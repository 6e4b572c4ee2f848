use super::path::parse_relation_path;
use crate::validation::CompileReport;

/// Requested relation expansion.
#[derive(Debug, Clone, Default, PartialEq, Eq)]
pub struct RelationSpec {
    pub paths: Vec<String>,
    /// Load every declared relation; `paths` is then ignored
    pub load_all: bool,
}

/// Normalize the relation list: validate, de-duplicate, then order by depth.
///
/// With `load_all`, `declared` supplies the collection's relation names and
/// `paths` is ignored. `additional` (caller-mandated relations) is merged in
/// either way. The sort is stable, so paths of equal depth keep request order.
pub fn expand_relations(
    spec: &RelationSpec,
    additional: &[String],
    declared: impl FnOnce() -> Vec<String>,
    report: &mut CompileReport,
) -> Vec<String> {
    let requested: Vec<String> = if spec.load_all {
        declared()
    } else {
        spec.paths.clone()
    };

    let mut relations: Vec<(usize, String)> = Vec::new();
    for raw in requested.iter().chain(additional) {
        match parse_relation_path(raw) {
            Ok(segments) => {
                let normalized = segments.join(".");
                if !relations.iter().any(|(_, r)| *r == normalized) {
                    relations.push((segments.len(), normalized));
                }
            }
            Err(reason) => report.drop("relations", reason),
        }
    }

    relations.sort_by_key(|(depth, _)| *depth);
    relations.into_iter().map(|(_, r)| r).collect()
}
// Execution seam: what the compiler needs from storage

pub mod schema;
pub mod traits;

// Re-export commonly used items
pub use schema::{CollectionSchema, RelationDef, RelationKind, SchemaRegistry};
pub use traits::{CollectionMetadata, QueryExecutor};
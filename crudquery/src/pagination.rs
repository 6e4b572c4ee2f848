//! # Pagination
//!
//! [`Paginator`] is the entry point of the crate: it compiles a [`ListQuery`],
//! runs the plan through a [`QueryExecutor`] under a deadline, and wraps the
//! rows in a [`PaginatedResult`] envelope:
//!
//! ```json
//! {"data": [...],
//!  "meta": {"currentPage": 2, "items": 10, "totalItems": 25,
//!           "totalPages": 3, "hasNextPage": true, "hasPreviousPage": true}}
//! ```
//!
//! `items` is the requested page size, not the number of rows returned.
//!
//! ## Consistency
//!
//! Rows and the total are read by one `find_and_count` call, so both see the
//! same predicate. Whether they also share a snapshot is up to the executor;
//! the sea-orm backend reads both inside one transaction.
//!
//! ## Timeouts and cancellation
//!
//! The round-trip is bounded by [`PaginateOptions::timeout`] (or the configured
//! default) and fails with `ExecutionTimeout`. A cancelled
//! [`CancellationToken`] fails the request with `Cancelled`. In both cases the
//! executor future is dropped, which aborts its in-flight work. Nothing is
//! retried.

use axum::{
    Json,
    http::header::{CONTENT_RANGE, HeaderMap, HeaderValue},
    response::{IntoResponse, Response},
};
use serde::Serialize;
use std::time::Duration;
use tokio_util::sync::CancellationToken;
use utoipa::ToSchema;

use crate::config::CompilerConfig;
use crate::core::QueryExecutor;
use crate::errors::QueryError;
use crate::filtering::Predicate;
use crate::models::ListQuery;
use crate::plan::{QueryCompiler, QueryPlan};
use crate::validation::{ValidationError, ValidationErrors, validators::validate_range};

/// A validated page request.
#[derive(Debug, Clone, Copy, PartialEq, Eq)]
pub struct PaginationSpec {
    page: u64,
    limit: u64,
}

impl PaginationSpec {
    /// Apply defaults and range checks: `page >= 1`, `1 <= limit <= max_limit`.
    ///
    /// # Errors
    ///
    /// Returns every out-of-range parameter, or a `page` error when the row
    /// offset would not fit in a signed 64-bit `OFFSET`.
    pub fn resolve(
        page: Option<u64>,
        limit: Option<u64>,
        config: &CompilerConfig,
    ) -> Result<Self, ValidationErrors> {
        let page = page.unwrap_or(1);
        let limit = limit.unwrap_or(config.default_limit);

        let mut errors = ValidationErrors::new();
        if let Err(e) = validate_range("page", page, Some(1), None) {
            errors.add(e);
        }
        if let Err(e) = validate_range("limit", limit, Some(1), Some(config.max_limit)) {
            errors.add(e);
        }
        errors.result()?;

        let offset = (page - 1).checked_mul(limit).map(i64::try_from);
        if !matches!(offset, Some(Ok(_))) {
            let mut errors = ValidationErrors::new();
            errors.add(ValidationError::new("page", "Page is too large"));
            return Err(errors);
        }
        Ok(Self { page, limit })
    }

    #[must_use]
    pub fn page(&self) -> u64 {
        self.page
    }

    #[must_use]
    pub fn limit(&self) -> u64 {
        self.limit
    }

    /// Rows to skip; `resolve` guarantees this does not overflow.
    #[must_use]
    pub fn skip(&self) -> u64 {
        (self.page - 1).saturating_mul(self.limit)
    }
}
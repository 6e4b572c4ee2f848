use sea_orm::sea_query::Order;
use serde::{Deserialize, Serialize};
use std::fmt;

use super::path::FieldPath;
use crate::validation::CompileReport;

#[derive(Debug, Clone, Copy, PartialEq, Eq, Serialize, Deserialize)]
#[serde(from = "String", into = "String")]
pub enum SortDirection {
    Asc,
    Desc,
}

impl SortDirection {
    /// Any token other than `ASC` (in any case) means descending.
    #[must_use]
    pub fn parse(token: &str) -> Self {
        if token.trim().eq_ignore_ascii_case("ASC") {
            Self::Asc
        } else {
            Self::Desc
        }
    }

    #[must_use]
    pub fn as_str(self) -> &'static str {
        match self {
            Self::Asc => "ASC",
            Self::Desc => "DESC",
        }
    }
}

impl From<String> for SortDirection {
    fn from(token: String) -> Self {
        Self::parse(&token)
    }
}

impl From<SortDirection> for String {
    fn from(direction: SortDirection) -> Self {
        direction.as_str().to_string()
    }
}

impl From<SortDirection> for Order {
    fn from(direction: SortDirection) -> Self {
        match direction {
            SortDirection::Asc => Order::Asc,
            SortDirection::Desc => Order::Desc,
        }
    }
}

impl fmt::Display for SortDirection {
    fn fmt(&self, f: &mut fmt::Formatter<'_>) -> fmt::Result {
        f.write_str(self.as_str())
    }
}

/// One ORDER BY entry. `path` may cross relations (`author.name`), in which
/// case the execution layer sorts on the joined column.
#[derive(Debug, Clone, PartialEq, Eq)]
pub struct SortKey {
    pub path: FieldPath,
    pub direction: SortDirection,
}

impl fmt::Display for SortKey {
    fn fmt(&self, f: &mut fmt::Formatter<'_>) -> fmt::Result {
        write!(f, "{} {}", self.path, self.direction)
    }
}

/// Parses `sortBy=a,b.c&sortOrder=ASC,DESC` into an ordered key list.
pub struct SortCompiler {
    default_direction: SortDirection,
}

impl SortCompiler {
    #[must_use]
    pub fn new(default_direction: SortDirection) -> Self {
        Self { default_direction }
    }

    /// The i-th direction token pairs with the i-th field. When directions
    /// run out, the last direction seen carries over, and with no direction
    /// at all the configured default applies.
    ///
    /// A field listed twice keeps its first position and takes the later direction.
    pub fn compile(
        &self,
        sort_by: Option<&str>,
        sort_order: Option<&str>,
        report: &mut CompileReport,
    ) -> Vec<SortKey> {
        let Some(sort_by) = sort_by else {
            return Vec::new();
        };
        let orders: Vec<&str> = sort_order.map(|o| o.split(',').collect()).unwrap_or_default();

        let mut keys: Vec<SortKey> = Vec::new();
        let mut current = self.default_direction;
        for (index, token) in sort_by.split(',').enumerate() {
            if let Some(order) = orders.get(index).map(|o| o.trim())
                && !order.is_empty()
            {
                current = SortDirection::parse(order);
            }

            let token = token.trim();
            if token.is_empty() {
                continue;
            }
            let path = match FieldPath::parse(token) {
                Ok(path) => path,
                Err(reason) => {
                    report.drop("sortBy", reason);
                    continue;
                }
            };

            if let Some(existing) = keys.iter_mut().find(|k| k.path == path) {
                existing.direction = current;
            } else {
                keys.push(SortKey {
                    path,
                    direction: current,
                });
            }
        }
        keys
    }
}
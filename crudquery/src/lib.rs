//! Compile untrusted list requests into safe, paginated queries.
//!
//! A request ([`ListQuery`]) carries a filter tree, a search term, sort keys,
//! a projection, relation paths and a pagination window. [`QueryCompiler`]
//! validates all of it and produces a [`QueryPlan`]; a [`QueryExecutor`] runs
//! the plan and [`Paginator`] wraps the rows into a [`PaginatedResult`].
//!
//! ```ignore
//! let registry = SchemaRegistry::new().with(
//!     CollectionSchema::new("posts", "id")
//!         .fields(&["title", "status", "author_id"])
//!         .searchable(&["title"])
//!         .belongs_to("author", "authors", "author_id", "id"),
//! );
//! let paginator = Paginator::new(SeaOrmExecutor::new(db, registry), CompilerConfig::default());
//!
//! async fn list(State(paginator): State<Arc<Paginator<SeaOrmExecutor>>>, Query(query): Query<ListQuery>)
//!     -> Result<PaginatedResult<JsonValue>, QueryError>
//! {
//!     paginator.paginate("posts", &query, &PaginateOptions::default()).await
//! }
//! ```

pub mod config;
pub mod core;
pub mod database;
pub mod errors;
pub mod filtering;
pub mod models;
pub mod pagination;
pub mod plan;
pub mod validation;

pub use config::{CompilerConfig, MalformedPolicy};
pub use crate::core::{
    CollectionMetadata, CollectionSchema, QueryExecutor, RelationDef, RelationKind, SchemaRegistry,
};
pub use database::SeaOrmExecutor;
pub use errors::QueryError;
pub use filtering::{
    Comparator, FieldPath, FilterCondition, FilterGroup, LogicalOperator, OperatorKind, Predicate,
    SortDirection, SortKey,
};
pub use models::{FilterInput, ListQuery};
pub use pagination::{PaginateOptions, PaginatedResult, PaginationMeta, PaginationSpec, Paginator};
pub use plan::{QueryCompiler, QueryPlan, merge};
pub use validation::{ValidationError, ValidationErrors};

pub use serde_with;
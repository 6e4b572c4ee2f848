use serde::{Deserialize, Serialize};
use serde_json::Value;

use super::operators::OperatorKind;
use super::path::FieldPath;
use super::predicate::Predicate;
use crate::config::CompilerConfig;
use crate::validation::{CompileReport, ValidationErrors};

/// One leaf of a filter request: `{"field": "age", "operator": "gte", "value": 18}`.
#[derive(Debug, Clone, PartialEq, Serialize, Deserialize)]
pub struct FilterCondition {
    pub field: String,
    pub operator: OperatorKind,
    /// Missing values read as `null`, which the null-aware operators understand.
    #[serde(default)]
    pub value: Value,
}

impl FilterCondition {
    pub fn new(field: impl Into<String>, operator: OperatorKind, value: Value) -> Self {
        Self {
            field: field.into(),
            operator,
            value,
        }
    }
}

#[derive(Debug, Clone, Copy, PartialEq, Eq, Default, Serialize, Deserialize)]
#[serde(rename_all = "lowercase")]
pub enum LogicalOperator {
    #[default]
    #[serde(alias = "AND")]
    And,
    #[serde(alias = "OR")]
    Or,
}

/// A recursive filter tree. Missing members default to an empty AND group.
#[derive(Debug, Clone, Default, PartialEq, Serialize, Deserialize)]
#[serde(default)]
pub struct FilterGroup {
    pub operator: LogicalOperator,
    pub conditions: Vec<FilterCondition>,
    pub groups: Vec<FilterGroup>,
}

impl FilterGroup {
    #[must_use]
    pub fn and(conditions: Vec<FilterCondition>) -> Self {
        Self {
            operator: LogicalOperator::And,
            conditions,
            groups: Vec::new(),
        }
    }

    #[must_use]
    pub fn or(conditions: Vec<FilterCondition>) -> Self {
        Self {
            operator: LogicalOperator::Or,
            conditions,
            groups: Vec::new(),
        }
    }

    #[must_use]
    pub fn with_group(mut self, group: FilterGroup) -> Self {
        self.groups.push(group);
        self
    }

    #[must_use]
    pub fn is_empty(&self) -> bool {
        self.conditions.is_empty() && self.groups.is_empty()
    }
}

/// Recursive-descent compiler from [`FilterGroup`] to [`Predicate`].
pub struct FilterCompiler<'a> {
    config: &'a CompilerConfig,
}

impl<'a> FilterCompiler<'a> {
    #[must_use]
    pub fn new(config: &'a CompilerConfig) -> Self {
        Self { config }
    }

    /// Compile `group` on its own, applying the configured malformed-condition policy.
    ///
    /// # Errors
    ///
    /// Returns `ValidationErrors` when the tree is too deep or too large, or
    /// when a condition was malformed and the policy is `Reject`.
    pub fn compile(&self, group: &FilterGroup) -> Result<Predicate, ValidationErrors> {
        let mut report = CompileReport::new();
        let predicate = self.compile_into(group, &mut report);
        report.finish(self.config.malformed_conditions)?;
        Ok(predicate)
    }

    /// Compile `group`, recording dropped conditions and limit violations in `report`.
    pub fn compile_into(&self, group: &FilterGroup, report: &mut CompileReport) -> Predicate {
        let predicate = self.compile_group(group, 1, report);

        let leaves = predicate.leaf_count();
        if leaves > self.config.max_conditions {
            report.fatal(
                "filter",
                format!(
                    "{leaves} conditions exceed the limit of {}",
                    self.config.max_conditions
                ),
            );
        }
        predicate
    }

    fn compile_group(&self, group: &FilterGroup, depth: usize, report: &mut CompileReport) -> Predicate {
        if depth > self.config.max_filter_depth {
            report.fatal(
                "filter",
                format!("groups nested deeper than {} levels", self.config.max_filter_depth),
            );
            return Predicate::True;
        }

        let mut children = Vec::with_capacity(group.conditions.len() + group.groups.len());
        for condition in &group.conditions {
            if let Some(leaf) = compile_condition(condition, report) {
                children.push(leaf);
            }
        }
        for nested in &group.groups {
            let compiled = self.compile_group(nested, depth + 1, report);
            // Empty sub-groups are neutral under AND and absent under OR
            if !compiled.is_true() {
                children.push(compiled);
            }
        }

        match group.operator {
            LogicalOperator::And => Predicate::all(children),
            LogicalOperator::Or => Predicate::any(children).unwrap_or(Predicate::True),
        }
    }
}

fn compile_condition(condition: &FilterCondition, report: &mut CompileReport) -> Option<Predicate> {
    let field = match FieldPath::parse(&condition.field) {
        Ok(field) => field,
        Err(reason) => {
            report.drop(condition.field.as_str(), reason);
            return None;
        }
    };

    match condition.operator.build(field, &condition.value) {
        Ok(comparison) => Some(Predicate::Leaf(comparison)),
        Err(reason) => {
            report.drop(condition.field.as_str(), reason);
            None
        }
    }
}
#![allow(dead_code)]

use axum::{
    Router,
    body::Body,
    extract::{Path, Query, State},
    http::{HeaderMap, Request, StatusCode},
    response::IntoResponse,
    routing::get,
};
use crudquery::{
    CollectionSchema, Comparator, CompilerConfig, FieldPath, ListQuery, PaginateOptions,
    Paginator, Predicate, QueryError, SchemaRegistry, SeaOrmExecutor,
};
use sea_orm::{ConnectionTrait, Database, DatabaseConnection, DbErr, sea_query::Query as SqlQuery};
use sea_orm_migration::prelude::*;
use serde_json::{Value, json};
use std::sync::Arc;
use tower::ServiceExt;

pub const POST_COUNT: i64 = 25;

fn get_test_database_url() -> String {
    std::env::var("DATABASE_URL").unwrap_or_else(|_| "sqlite::memory:".to_string())
}

// RUST_LOG=crudquery=debug shows compiled predicates in test output
fn init_tracing() {
    let _ = tracing_subscriber::fmt()
        .with_env_filter(tracing_subscriber::EnvFilter::from_default_env())
        .with_test_writer()
        .try_init();
}

async fn cleanup_test_tables(db: &DatabaseConnection) {
    let _ = db.execute_unprepared("DROP TABLE IF EXISTS comments").await;
    let _ = db.execute_unprepared("DROP TABLE IF EXISTS posts").await;
    let _ = db.execute_unprepared("DROP TABLE IF EXISTS authors").await;
    let _ = db.execute_unprepared("DROP TABLE IF EXISTS seaql_migrations").await;
}

/// Fresh database with three authors, 25 posts and three comments.
///
/// Post `i` is titled `Rust tips {i}` when `i` is a multiple of 5 and `Post {i}`
/// otherwise, is a draft when `i` is a multiple of 3, has `i * 10` views and
/// belongs to author `(i - 1) % 3 + 1`.
pub async fn setup_test_db() -> Result<DatabaseConnection, DbErr> {
    init_tracing();
    let database_url = get_test_database_url();
    let db = Database::connect(&database_url).await?;
    if !database_url.starts_with("sqlite::memory:") {
        cleanup_test_tables(&db).await;
    }
    Migrator::up(&db, None).await?;
    seed(&db).await?;
    Ok(db)
}

async fn seed(db: &DatabaseConnection) -> Result<(), DbErr> {
    let backend = db.get_database_backend();

    let mut authors = SqlQuery::insert();
    authors
        .into_table(Authors::Table)
        .columns([Authors::Id, Authors::Name, Authors::Email]);
    for (id, name) in [(1, "Ann Lee"), (2, "Bob Stone"), (3, "Cara Diaz")] {
        let email = format!("{}@example.com", name.split(' ').next().unwrap_or(name).to_lowercase());
        authors.values_panic([id.into(), name.into(), email.into()]);
    }
    db.execute(backend.build(&authors)).await?;

    let mut posts = SqlQuery::insert();
    posts.into_table(Posts::Table).columns([
        Posts::Id,
        Posts::Title,
        Posts::Body,
        Posts::Status,
        Posts::Views,
        Posts::AuthorId,
    ]);
    for i in 1..=POST_COUNT {
        let title = if i % 5 == 0 {
            format!("Rust tips {i}")
        } else {
            format!("Post {i}")
        };
        let status = if i % 3 == 0 { "draft" } else { "published" };
        posts.values_panic([
            i.into(),
            title.into(),
            format!("Body {i}").into(),
            status.into(),
            (i * 10).into(),
            ((i - 1) % 3 + 1).into(),
        ]);
    }
    db.execute(backend.build(&posts)).await?;

    let mut comments = SqlQuery::insert();
    comments.into_table(Comments::Table).columns([
        Comments::Id,
        Comments::PostId,
        Comments::AuthorId,
        Comments::Body,
    ]);
    for (id, post_id, author_id, body) in [
        (1, 1, 2, "First!"),
        (2, 1, 3, "Nice post"),
        (3, 2, 1, "Thanks"),
    ] {
        comments.values_panic([id.into(), post_id.into(), author_id.into(), body.into()]);
    }
    db.execute(backend.build(&comments)).await?;
    Ok(())
}

pub fn registry() -> SchemaRegistry {
    SchemaRegistry::new()
        .with(
            CollectionSchema::new("authors", "id")
                .fields(&["name", "email"])
                .searchable(&["name"])
                .has_many("posts", "posts", "id", "author_id"),
        )
        .with(
            CollectionSchema::new("posts", "id")
                .fields(&["title", "body", "status", "views", "author_id"])
                .searchable(&["title"])
                .belongs_to("author", "authors", "author_id", "id")
                .has_many("comments", "comments", "id", "post_id"),
        )
        .with(
            CollectionSchema::new("comments", "id")
                .fields(&["post_id", "author_id", "body"])
                .belongs_to("author", "authors", "author_id", "id")
                .belongs_to("post", "posts", "post_id", "id"),
        )
}

type AppState = Arc<Paginator<SeaOrmExecutor>>;

async fn list_posts(
    State(paginator): State<AppState>,
    Query(query): Query<ListQuery>,
) -> Result<impl IntoResponse, QueryError> {
    let result = paginator
        .paginate("posts", &query, &PaginateOptions::default())
        .await?;
    let headers: HeaderMap = result.content_range("posts");
    Ok((headers, result))
}

async fn list_author_posts(
    State(paginator): State<AppState>,
    Path(author_id): Path<i64>,
    Query(query): Query<ListQuery>,
) -> Result<impl IntoResponse, QueryError> {
    let scope = Predicate::leaf(FieldPath::column("author_id"), Comparator::Eq(json!(author_id)));
    paginator
        .paginate("posts", &query, &PaginateOptions::default().with_mandatory(scope))
        .await
}

pub fn setup_test_app(db: &DatabaseConnection) -> Router {
    setup_test_app_with_config(db, CompilerConfig::default())
}

pub fn setup_test_app_with_config(db: &DatabaseConnection, config: CompilerConfig) -> Router {
    let paginator = Arc::new(Paginator::new(SeaOrmExecutor::new(db.clone(), registry()), config));
    Router::new()
        .route("/posts", get(list_posts))
        .route("/authors/{id}/posts", get(list_author_posts))
        .with_state(paginator)
}

/// GET `uri` and decode the JSON body.
pub async fn get_json(app: &Router, uri: &str) -> (StatusCode, HeaderMap, Value) {
    let response = app
        .clone()
        .oneshot(Request::builder().uri(uri).body(Body::empty()).unwrap())
        .await
        .unwrap();
    let status = response.status();
    let headers = response.headers().clone();
    let body = axum::body::to_bytes(response.into_body(), usize::MAX)
        .await
        .unwrap();
    let value = if body.is_empty() {
        Value::Null
    } else {
        serde_json::from_slice(&body).unwrap_or(Value::Null)
    };
    (status, headers, value)
}

/// Percent-encode a filter tree for the `filter` query parameter.
pub fn encode_filter(filter: &Value) -> String {
    url_escape::encode_component(&filter.to_string()).to_string()
}

/// Values of `field` across the `data` rows of a list response.
pub fn column(body: &Value, field: &str) -> Vec<Value> {
    body["data"]
        .as_array()
        .map(|rows| rows.iter().map(|row| row[field].clone()).collect())
        .unwrap_or_default()
}

pub struct Migrator;

#[async_trait::async_trait]
impl MigratorTrait for Migrator {
    fn migrations() -> Vec<Box<dyn MigrationTrait>> {
        vec![Box::new(CreateBlogTables)]
    }
}

pub struct CreateBlogTables;

impl MigrationName for CreateBlogTables {
    fn name(&self) -> &'static str {
        "m20240101_000001_create_blog_tables"
    }
}

#[async_trait::async_trait]
impl MigrationTrait for CreateBlogTables {
    async fn up(&self, manager: &SchemaManager) -> Result<(), DbErr> {
        manager
            .create_table(
                Table::create()
                    .table(Authors::Table)
                    .if_not_exists()
                    .col(ColumnDef::new(Authors::Id).integer().not_null().primary_key())
                    .col(ColumnDef::new(Authors::Name).string().not_null())
                    .col(ColumnDef::new(Authors::Email).string().not_null())
                    .to_owned(),
            )
            .await?;

        manager
            .create_table(
                Table::create()
                    .table(Posts::Table)
                    .if_not_exists()
                    .col(ColumnDef::new(Posts::Id).integer().not_null().primary_key())
                    .col(ColumnDef::new(Posts::Title).string().not_null())
                    .col(ColumnDef::new(Posts::Body).text().not_null())
                    .col(ColumnDef::new(Posts::Status).string().not_null())
                    .col(ColumnDef::new(Posts::Views).integer().not_null())
                    .col(ColumnDef::new(Posts::AuthorId).integer().null())
                    .to_owned(),
            )
            .await?;

        manager
            .create_table(
                Table::create()
                    .table(Comments::Table)
                    .if_not_exists()
                    .col(ColumnDef::new(Comments::Id).integer().not_null().primary_key())
                    .col(ColumnDef::new(Comments::PostId).integer().not_null())
                    .col(ColumnDef::new(Comments::AuthorId).integer().not_null())
                    .col(ColumnDef::new(Comments::Body).text().not_null())
                    .to_owned(),
            )
            .await
    }

    async fn down(&self, manager: &SchemaManager) -> Result<(), DbErr> {
        manager
            .drop_table(Table::drop().table(Comments::Table).to_owned())
            .await?;
        manager
            .drop_table(Table::drop().table(Posts::Table).to_owned())
            .await?;
        manager
            .drop_table(Table::drop().table(Authors::Table).to_owned())
            .await
    }
}

#[derive(Debug, Clone, Copy)]
pub enum Authors {
    Table,
    Id,
    Name,
    Email,
}

impl Iden for Authors {
    fn unquoted(&self, s: &mut dyn std::fmt::Write) {
        let name = match self {
            Self::Table => "authors",
            Self::Id => "id",
            Self::Name => "name",
            Self::Email => "email",
        };
        write!(s, "{name}").unwrap();
    }
}

#[derive(Debug, Clone, Copy)]
pub enum Posts {
    Table,
    Id,
    Title,
    Body,
    Status,
    Views,
    AuthorId,
}

impl Iden for Posts {
    fn unquoted(&self, s: &mut dyn std::fmt::Write) {
        let name = match self {
            Self::Table => "posts",
            Self::Id => "id",
            Self::Title => "title",
            Self::Body => "body",
            Self::Status => "status",
            Self::Views => "views",
            Self::AuthorId => "author_id",
        };
        write!(s, "{name}").unwrap();
    }
}

#[derive(Debug, Clone, Copy)]
pub enum Comments {
    Table,
    Id,
    PostId,
    AuthorId,
    Body,
}

impl Iden for Comments {
    fn unquoted(&self, s: &mut dyn std::fmt::Write) {
        let name = match self {
            Self::Table => "comments",
            Self::Id => "id",
            Self::PostId => "post_id",
            Self::AuthorId => "author_id",
            Self::Body => "body",
        };
        write!(s, "{name}").unwrap();
    }
}
use serde::Deserialize;
use serde_with::{PickFirst, StringWithSeparator, formats::CommaSeparator, serde_as};
use std::borrow::Cow;
use utoipa::IntoParams;

use crate::filtering::{FilterGroup, RelationSpec, SearchSpec};
use crate::validation::ValidationError;

/// Query parameters for listing a collection: pagination, sorting, search,
/// filtering, projection and relation expansion.
///
/// # Filtering
/// `filter` is a filter tree, sent either as a JSON object (request bodies) or
/// as a JSON-encoded string (query strings):
/// ```json
/// {"operator": "and",
///  "conditions": [{"field": "status", "operator": "eq", "value": "published"}],
///  "groups": [{"operator": "or", "conditions": [
///      {"field": "views", "operator": "gte", "value": 100},
///      {"field": "author.name", "operator": "contains", "value": "ann"}]}]}
/// ```
///
/// # Lists
/// `searchFields`, `select`, `exclude` and `relations` accept either an array
/// or a comma-separated string, for example `select=id,title`.
///
/// # Sorting
/// `sortBy=author.name,views&sortOrder=ASC,DESC`. Directions pair with fields
/// by position; missing directions repeat the last one given.
#[serde_as]
#[derive(Debug, Clone, Default, Deserialize, IntoParams)]
#[serde(rename_all = "camelCase")]
#[into_params(parameter_in = Query)]
pub struct ListQuery {
    /// Page number, 1-based.
    #[param(example = 1, minimum = 1)]
    pub page: Option<u64>,
    /// Page size.
    #[param(example = 10, minimum = 1, maximum = 100)]
    pub limit: Option<u64>,
    /// Comma-separated sort fields; dotted paths sort on related collections.
    #[param(example = "createdAt,author.name")]
    pub sort_by: Option<String>,
    /// Comma-separated `ASC`/`DESC` tokens paired with `sortBy`.
    #[param(example = "DESC")]
    pub sort_order: Option<String>,
    /// Free-text search term.
    pub search: Option<String>,
    /// Fields to search in, overriding the collection defaults.
    #[serde_as(as = "PickFirst<(_, StringWithSeparator<CommaSeparator, String>)>")]
    #[serde(default)]
    #[param(value_type = Option<Vec<String>>)]
    pub search_fields: Vec<String>,
    /// Filter tree, as an object or a JSON-encoded string.
    #[param(value_type = Option<String>, example = r#"{"conditions":[{"field":"status","operator":"eq","value":"published"}]}"#)]
    pub filter: Option<FilterInput>,
    /// Fields to return; all fields when empty.
    #[serde_as(as = "PickFirst<(_, StringWithSeparator<CommaSeparator, String>)>")]
    #[serde(default)]
    #[param(value_type = Option<Vec<String>>)]
    pub select: Vec<String>,
    /// Fields removed from `select`.
    #[serde_as(as = "PickFirst<(_, StringWithSeparator<CommaSeparator, String>)>")]
    #[serde(default)]
    #[param(value_type = Option<Vec<String>>)]
    pub exclude: Vec<String>,
    /// Relation paths to expand, e.g. `author,comments.author`.
    #[serde_as(as = "PickFirst<(_, StringWithSeparator<CommaSeparator, String>)>")]
    #[serde(default)]
    #[param(value_type = Option<Vec<String>>)]
    pub relations: Vec<String>,
    /// Expand every declared relation; `relations` is ignored.
    #[serde(default)]
    pub load_all: bool,
}

impl ListQuery {
    #[must_use]
    pub fn search_spec(&self) -> Option<SearchSpec> {
        self.search.as_ref().map(|term| SearchSpec {
            term: term.clone(),
            fields: self.search_fields.clone(),
        })
    }

    #[must_use]
    pub fn relation_spec(&self) -> RelationSpec {
        RelationSpec {
            paths: self.relations.clone(),
            load_all: self.load_all,
        }
    }
}

/// The `filter` parameter in either of its transports.
#[derive(Debug, Clone, PartialEq, Deserialize)]
#[serde(untagged)]
pub enum FilterInput {
    Encoded(String),
    Group(FilterGroup),
}

impl FilterInput {
    /// Decode to a filter tree. A blank string is an empty (match-all) group.
    ///
    /// # Errors
    ///
    /// Returns a `ValidationError` on `filter` when the string is not a valid
    /// filter tree.
    pub fn decode(&self) -> Result<Cow<'_, FilterGroup>, ValidationError> {
        match self {
            Self::Group(group) => Ok(Cow::Borrowed(group)),
            Self::Encoded(raw) if raw.trim().is_empty() => Ok(Cow::Owned(FilterGroup::default())),
            Self::Encoded(raw) => serde_json::from_str(raw)
                .map(Cow::Owned)
                .map_err(|e| ValidationError::new("filter", format!("Invalid filter JSON: {e}"))),
        }
    }
}

impl From<FilterGroup> for FilterInput {
    fn from(group: FilterGroup) -> Self {
        Self::Group(group)
    }
}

━━━━━━━━━━━━━━━━━━━━━━━━━━━━━━

[What to do]
Only the lines from the top of the data through the line that contains "is merged in" should be quoted, exactly as they stand.

[Exercise answer]
repository 6e4b572c4ee2f848
use super::path::parse_relation_path;
use crate::validation::CompileReport;

/// Requested relation expansion.
#[derive(Debug, Clone, Default, PartialEq, Eq)]
pub struct RelationSpec {
    pub paths: Vec<String>,
    /// Load every declared relation; `paths` is then ignored
    pub load_all: bool,
}

/// Normalize the relation list: validate, de-duplicate, then order by depth.
///
/// With `load_all`, `declared` supplies the collection's relation names and
/// `paths` is ignored. `additional` (caller-mandated relations) is merged in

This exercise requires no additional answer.